The window of the White Collection bridal boutique in Portishead, Bristol, which features a mannequin bride sitting in a greenery-adorned wheelchair, was photographed by artist Beth Wilson, who uses a wheelchair, and shared on Twitter.
"The new wedding shop in town has a wheelchair using mannequin," she captioned the image of the boutique's display.
"It shouldn’t be exciting but it’s the first time I’ve ever seen disability portrayed in a shop window."
Beth's tweet was liked over 30,000 times and has received thousands of comments from people commending the shop for highlighting different physical abilities.
"Have to say, when I got married it was the most difficult and emotional element" one woman wrote. "So much pressure to be that bride. Bought @jimmychoo shoes to highlight wheelchair users love shoes too!
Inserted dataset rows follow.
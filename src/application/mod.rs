//! Application layer - Handlers and screens.
//!
//! Handlers run one use case against a session through the ports; screens
//! compose handlers and analysis services into rendered pages.

pub mod handlers;
pub mod screens;

pub use handlers::{
    // Account handlers
    LoginCommand, LoginHandler, LoginResult, LogoutHandler, RegisterCommand, RegisterHandler,
    // Dataset handlers
    UploadCommand, UploadHandler,
};
pub use screens::{Notice, Page, ScreenRequest, ScreenRouter, Severity};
Hopefully I looked ok!"
Beth, 36, said the display made her feel 'represented' and commented that it was the first time she had seen any shop outside of mobility shops use a wheelchair display.
"Mobility aids are also often portrayed as negative things that people want to hide when actual mobility aids like wheelchairs give us freedom," she told Metro.co.uk.
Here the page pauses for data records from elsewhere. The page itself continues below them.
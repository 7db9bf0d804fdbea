//! Application configuration module
//!
//! This module provides type-safe configuration loading from environment variables
//! using the `config` and `dotenvy` crates. Configuration is loaded with the
//! `LSS_ANALYTICS` prefix and nested values use double underscores as separators.
//!
//! # Example
//!
//! ```no_run
//! use lss_analytics::config::AppConfig;
//!
//! let config = AppConfig::load().expect("Failed to load configuration");
//! config.validate().expect("Invalid configuration");
//!
//! println!("Users stored in {}", config.storage.users_file.display());
//! ```

mod auth;
mod error;
mod limits;
mod server;
mod session;
mod storage;

pub use auth::{AuthConfig, DEFAULT_SECRET_KEY};
pub use error::{ConfigError, ValidationError};
pub use limits::LimitsConfig;
pub use server::{Environment, ServerConfig};
pub use session::SessionConfig;
pub use storage::StorageConfig;

use serde::Deserialize;

/// Root application configuration
///
/// Every section has defaults, so an empty environment yields a usable
/// development configuration.
#[derive(Debug, Clone, Default, Deserialize)]
pub struct AppConfig {
    /// Server configuration (host, port, environment)
    #[serde(default)]
    pub server: ServerConfig,

    /// Session signing and password hashing
    #[serde(default)]
    pub auth: AuthConfig,

    /// Flat-file locations
    #[serde(default)]
    pub storage: StorageConfig,

    /// Dataset capacity limits
    #[serde(default)]
    pub limits: LimitsConfig,

    /// Idle expiry and the open-session cap
    #[serde(default)]
    pub session: SessionConfig,
}

impl AppConfig {
    /// Load configuration from environment variables
    ///
    /// This function:
    /// 1. Loads `.env` file if present (for development)
    /// 2. Reads environment variables with `LSS_ANALYTICS` prefix
    /// 3. Uses `__` (double underscore) to separate nested values
    /// 4. Deserializes into typed configuration structs
    ///
    /// # Environment Variable Format
    ///
    /// - `LSS_ANALYTICS__SERVER__PORT=8080` -> `server.port = 8080`
    /// - `LSS_ANALYTICS__STORAGE__USERS_FILE=...` -> `storage.users_file = ...`
    ///
    /// # Errors
    ///
    /// Returns `ConfigError` if values cannot be parsed into expected types.
    pub fn load() -> Result<Self, ConfigError> {
        dotenvy::dotenv().ok();

        let config = config::Config::builder()
            .add_source(
                config::Environment::default()
                    .prefix("LSS_ANALYTICS")
                    .separator("__"),
            )
            .build()?
            .try_deserialize()?;

        Ok(config)
    }

    /// Validate all configuration values
    ///
    /// # Errors
    ///
    /// Returns `ValidationError` if any configuration value is invalid.
    pub fn validate(&self) -> Result<(), ValidationError> {
        self.server.validate()?;
        self.auth.validate(&self.server.environment)?;
        self.storage.validate()?;
        self.limits.validate()?;
        self.session.validate()?;
        Ok(())
    }

    /// Check if running in production environment
    pub fn is_production(&self) -> bool {
        self.server.is_production()
    }
}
"It’s great that they decorated the chair rather than try and hide it away."
Other brides shared their chair decor from their day on the artists' thread, as well as other similar wedding window displays they had seen around the world, such as a suit display in Tokyo.
"It should just be the norm, but it is exciting," one woman Tweeted, "especially as a wedding shop I feel, as I have never seen disability represented either in mainstream media or 'high street' shops in the wedding industry."
The White Collection said they've been overwhelmed by the response to Beth's tweet, and revealed that they didn't intend to put their display 'out there' themselves, however are happy with the response it received.
"When setting up this window display, we didn’t even think to share on our social media pages or ‘put it out there’ but it seems to have done just that all by itself," they wrote on Instagram.
"We would like to thank everyone for your kind comments about our window- we have been surrounded by so much love and positivity, which is what this industry is all about, right?!
"If this window has done anything, it’s shown us how much of an impact having a wheelchair user in the window has caused, and hopefully as time goes by, things like this will not cause so much of a big response, because there will be a lot more of it around. We didn’t think that our window would get this much attention, but what it really has done is it has opened up a (worldwide!) discussion about inclusivity in this industry, which can only be a good thing!"